# Directions for this task:
In full and without alteration, print the entries that follow.

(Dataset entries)

- - - - -

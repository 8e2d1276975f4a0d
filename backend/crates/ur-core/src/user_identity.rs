use crate::{CoreError, Result as CoreErrorResult};

use std::hash::{Hash, Hasher};

use serde::{Deserialize, Serialize};

/// A user known to the registry.
///
/// Two identities are the same user when their ids match; the display name is
/// presentation data and does not take part in equality.
#[derive(Debug, Clone, Serialize, Deserialize)]
pub struct UserIdentity {
    pub id: String,
    pub display_name: String,
}

impl UserIdentity {
    #[track_caller]
    pub fn new(id: impl Into<String>, display_name: impl Into<String>) -> CoreErrorResult<Self> {
        let id = id.into();
        let display_name = display_name.into();

        validate_user_id(&id)?;
        if display_name.is_empty() {
            return Err(CoreError::validation(
                "display_name",
                "display name must not be empty",
            ));
        }

        Ok(Self { id, display_name })
    }
}

impl PartialEq for UserIdentity {
    fn eq(&self, other: &Self) -> bool {
        self.id == other.id
    }
}

impl Eq for UserIdentity {}

impl Hash for UserIdentity {
    fn hash<H: Hasher>(&self, state: &mut H) {
        self.id.hash(state);
    }
}

impl std::fmt::Display for UserIdentity {
    fn fmt(&self, f: &mut std::fmt::Formatter<'_>) -> std::fmt::Result {
        write!(f, "{} ({})", self.display_name, self.id)
    }
}

/// Rejects empty user ids.
#[track_caller]
pub fn validate_user_id(id: &str) -> CoreErrorResult<()> {
    if id.is_empty() {
        return Err(CoreError::validation("id", "user id must not be empty"));
    }
    Ok(())
}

- - - - -

# Answer section:
repository 8e2d1276975f4a0d
filename backend/crates/ur-core/src/user_identity.rs
use crate::{CoreError, Result as CoreErrorResult};

use std::hash::{Hash, Hasher};

use serde::{Deserialize, Serialize};

/// A user known to the registry.
///
/// Two identities are the same user when their ids match; the display name is
/// presentation data and does not take part in equality.
#[derive(Debug, Clone, Serialize, Deserialize)]
pub struct UserIdentity {
    pub id: String,
    pub display_name: String,
}

impl UserIdentity {
    #[track_caller]
    pub fn new(id: impl Into<String>, display_name: impl Into<String>) -> CoreErrorResult<Self> {
        let id = id.into();
        let display_name = display_name.into();

        validate_user_id(&id)?;
        if display_name.is_empty() {
            return Err(CoreError::validation(
                "display_name",
                "display name must not be empty",
            ));
        }

        Ok(Self { id, display_name })
    }
}

impl PartialEq for UserIdentity {
    fn eq(&self, other: &Self) -> bool {
        self.id == other.id
    }
}

impl Eq for UserIdentity {}

impl Hash for UserIdentity {
    fn hash<H: Hasher>(&self, state: &mut H) {
        self.id.hash(state);
    }
}

impl std::fmt::Display for UserIdentity {
    fn fmt(&self, f: &mut std::fmt::Formatter<'_>) -> std::fmt::Result {
        write!(f, "{} ({})", self.display_name, self.id)
    }
}

/// Rejects empty user ids.
#[track_caller]
pub fn validate_user_id(id: &str) -> CoreErrorResult<()> {
    if id.is_empty() {
        return Err(CoreError::validation("id", "user id must not be empty"));
    }
    Ok(())
}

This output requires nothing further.